There is world of difference between informal arrangements and children coming from west Africa and staying for many years. I concede the Minister's point about the Victoria Climbié inquiry. There were other factors involved in the case: private fostering is not the only reason why that child suffered in such an horrendous way. However, we must ask ourselves whether that tragedy would have occurred if we had run an awareness campaign at airports and our embassies throughout west Africa telling people, ''If your child is coming to the UK, make sure that the people who will care for him or her have been checked by social services.'' If that had been done, I doubt that
Victoria Climbié would have gone to the people in question, who were not relatives as defined in the regulations.
The comparison between child minding and private foster care is sound. During consideration of the Bill that became the Care Standards Act 2000 it was suggested that the regulation of child minding might discourage people from offering their services as informal babysitters. That argument can always be made, but it is an argument for doing nothing. Most of the people in this country would agree that if someone looks after a child who comes from abroad and stays for many years, the minimum requirement should be that they register with the local authority. Yet we are told that currently 50 per cent. of such people do not even bother to do that.

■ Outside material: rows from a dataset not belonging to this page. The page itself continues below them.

// THEORY:
// The `Pixel` is the smallest unit the ROI engine reasons about. It wraps one RGB
// sample and exposes the single-pixel color heuristics that the color buckets are
// built from. Every heuristic names its channel explicitly, so no rule depends on
// the storage order of the underlying image buffer.
//
// Key principles:
// 1) Single-pixel scope: heuristics never read neighbors.
// 2) Channel names, not positions: `red`, `green` and `blue` are fields.
// 3) Cheap and `Copy`: pixels are created on the fly while scanning images.

pub mod pixel {
    use image::Rgb;

    pub type Channel = u8;

    /// Upper bound (exclusive) for a channel to count as dark.
    pub const DARK_LIMIT: Channel = 100;
    /// Lower bound (exclusive) for a channel to count as bright.
    pub const BRIGHT_LIMIT: Channel = 175;
    /// Lower bound (exclusive) for the red and green channels of a yellow pixel.
    pub const YELLOW_LIMIT: Channel = 150;

    /// A single RGB sample.
    #[derive(Debug, Clone, Copy, PartialEq, Eq, Hash, Default)]
    pub struct Pixel {
        /// The red channel value (0-255).
        pub red: Channel,
        /// The green channel value (0-255).
        pub green: Channel,
        /// The blue channel value (0-255).
        pub blue: Channel,
    }

    impl Pixel {
        pub const fn new(red: Channel, green: Channel, blue: Channel) -> Self {
            Pixel { red, green, blue }
        }

        pub fn to_rgb(self) -> Rgb<u8> {
            Rgb([self.red, self.green, self.blue])
        }

        /// All three channels are dark.
        pub fn is_dark(&self) -> bool {
            self.red < DARK_LIMIT && self.green < DARK_LIMIT && self.blue < DARK_LIMIT
        }

        /// All three channels are bright.
        pub fn is_bright(&self) -> bool {
            self.red > BRIGHT_LIMIT && self.green > BRIGHT_LIMIT && self.blue > BRIGHT_LIMIT
        }

        pub fn is_yellowish(&self) -> bool {
            self.blue < DARK_LIMIT && self.green > YELLOW_LIMIT && self.red > YELLOW_LIMIT
        }

        /// Green strictly exceeds both other channels.
        pub fn green_dominates(&self) -> bool {
            self.green > self.red && self.green > self.blue
        }

        /// Blue strictly exceeds both other channels.
        pub fn blue_dominates(&self) -> bool {
            self.blue > self.red && self.blue > self.green
        }

        /// Red strictly exceeds both other channels.
        pub fn red_dominates(&self) -> bool {
            self.red > self.green && self.red > self.blue
        }
    }

    impl From<Rgb<u8>> for Pixel {
        fn from(rgb: Rgb<u8>) -> Self {
            let [red, green, blue] = rgb.0;
            Pixel { red, green, blue }
        }
    }

    impl From<&Rgb<u8>> for Pixel {
        fn from(rgb: &Rgb<u8>) -> Self {
            Pixel::from(*rgb)
        }
    }

    impl From<Pixel> for Rgb<u8> {
        fn from(pixel: Pixel) -> Self {
            pixel.to_rgb()
        }
    }
}

#[cfg(test)]
mod tests {
    use super::pixel::*;
    use image::Rgb;

    #[test]
    fn channel_names_follow_rgb_storage() {
        let px = Pixel::from(Rgb([10u8, 20, 30]));
        assert_eq!((px.red, px.green, px.blue), (10, 20, 30));
        assert_eq!(px.to_rgb(), Rgb([10, 20, 30]));
    }

    #[test]
    fn limits_are_strict() {
        assert!(!Pixel::new(100, 0, 0).is_dark());
        assert!(Pixel::new(99, 99, 99).is_dark());
        assert!(!Pixel::new(175, 255, 255).is_bright());
        assert!(Pixel::new(176, 176, 176).is_bright());
        assert!(!Pixel::new(200, 200, 0).green_dominates());
        assert!(Pixel::new(151, 151, 99).is_yellowish());
    }
}
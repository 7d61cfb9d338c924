// THEORY:
// Each photograph of the dataset comes with an XML side record. The ROI engine
// needs only three of its elements: `<Content>` (the organ tag),
// `<ObservationId>` (groups photographs of the same plant) and, when present,
// `<MediaId>`. The reader below extracts exactly those, by element name, and
// ignores the rest of the document.

use crate::core_modules::organ::OrganTag;
use crate::error::{RoiError, RoiResult};
use std::path::{Path, PathBuf};

#[derive(Debug, Clone, PartialEq, Eq)]
pub struct ObservationRecord {
    pub organ: OrganTag,
    pub observation_id: Option<String>,
    pub media_id: Option<String>,
}

/// One image and its side record, ready for dispatch.
#[derive(Debug, Clone, PartialEq, Eq)]
pub struct ImageJob {
    pub image_path: PathBuf,
    pub metadata_path: PathBuf,
    pub record: ObservationRecord,
}

impl ImageJob {
    /// File name of the image, used for output naming and logs.
    pub fn file_name(&self) -> String {
        self.image_path
            .file_name()
            .map(|n| n.to_string_lossy().into_owned())
            .unwrap_or_default()
    }

    /// File stem of the side record.
    pub fn record_stem(&self) -> String {
        self.metadata_path
            .file_stem()
            .map(|n| n.to_string_lossy().into_owned())
            .unwrap_or_default()
    }
}

/// Text content of the first `<name>...</name>` element, trimmed.
fn element_text<'a>(document: &'a str, name: &str) -> Option<&'a str> {
    let open = format!("<{name}>");
    let close = format!("</{name}>");
    let start = document.find(&open)? + open.len();
    let end = start + document[start..].find(&close)?;
    Some(document[start..end].trim())
}

fn unescape(text: &str) -> String {
    text.replace("&lt;", "<")
        .replace("&gt;", ">")
        .replace("&quot;", "\"")
        .replace("&apos;", "'")
        .replace("&amp;", "&")
}

pub fn parse_record(document: &str) -> ObservationRecord {
    let field = |name: &str| element_text(document, name).filter(|t| !t.is_empty()).map(unescape);
    ObservationRecord {
        organ: field("Content").map_or(OrganTag::Unknown, |c| OrganTag::parse(&c)),
        observation_id: field("ObservationId"),
        media_id: field("MediaId"),
    }
}

pub fn read_record(path: &Path) -> RoiResult<ObservationRecord> {
    let bytes = std::fs::read(path).map_err(|e| RoiError::Metadata {
        path: path.to_path_buf(),
        reason: e.to_string(),
    })?;
    // Older records of the dataset are Latin-1; lossy decoding keeps the ASCII tags intact.
    let document = String::from_utf8_lossy(&bytes);
    Ok(parse_record(&document))
}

The hon. Gentleman speaks authoritatively and well. The question of foreign children being privately fostered in Britain is of special concern, and the example he used, of the Climbié case, is pertinent. However, even if the social worker in that case, who saw the child several times, had been dealing with the registration of private foster parents, it would not have made any difference: in that case, registration would have made no difference. Once the issue had been identified—
It is not for us to pre-empt the Laming inquiry, but it would be a reasonable bet that the people who looked after Victoria Climbié would have been deemed unsuitable to register as private foster parents.
I shall conclude my remarks now.
I have been involved with the issue of private fostering for many years, both inside and outside the House. Given the disparity between what the Government said they would do and what they have actually done, a slight degree of scepticism is not inappropriate. In 1999, they said that they would take steps to enforce current regulations on private fostering more effectively, yet we had to wait a year for the awareness campaign. The Government also said that when parliamentary time allowed, legislation would be introduced to target private fostering placements lasting more than 42 days. That has not happened.
As I have said before, I stood in this very Room during the debate on the Care Standards Bill and made the case for this provision. I accepted then that although the Government were concerned and took the matter seriously, they did not see the need for registration. Two years later, the Government are
saying the same thing, except that before they said that they would find parliamentary time for appropriate legislation. There have been many opportunities to find parliamentary time for legislation to protect one of the most vulnerable groups of children. I regret to say that I an unable to withdraw the motion and I shall press the new clause to a vote.
Question put, That the clause be read a Second time:—
The Committee divided: Ayes 2, Noes 7.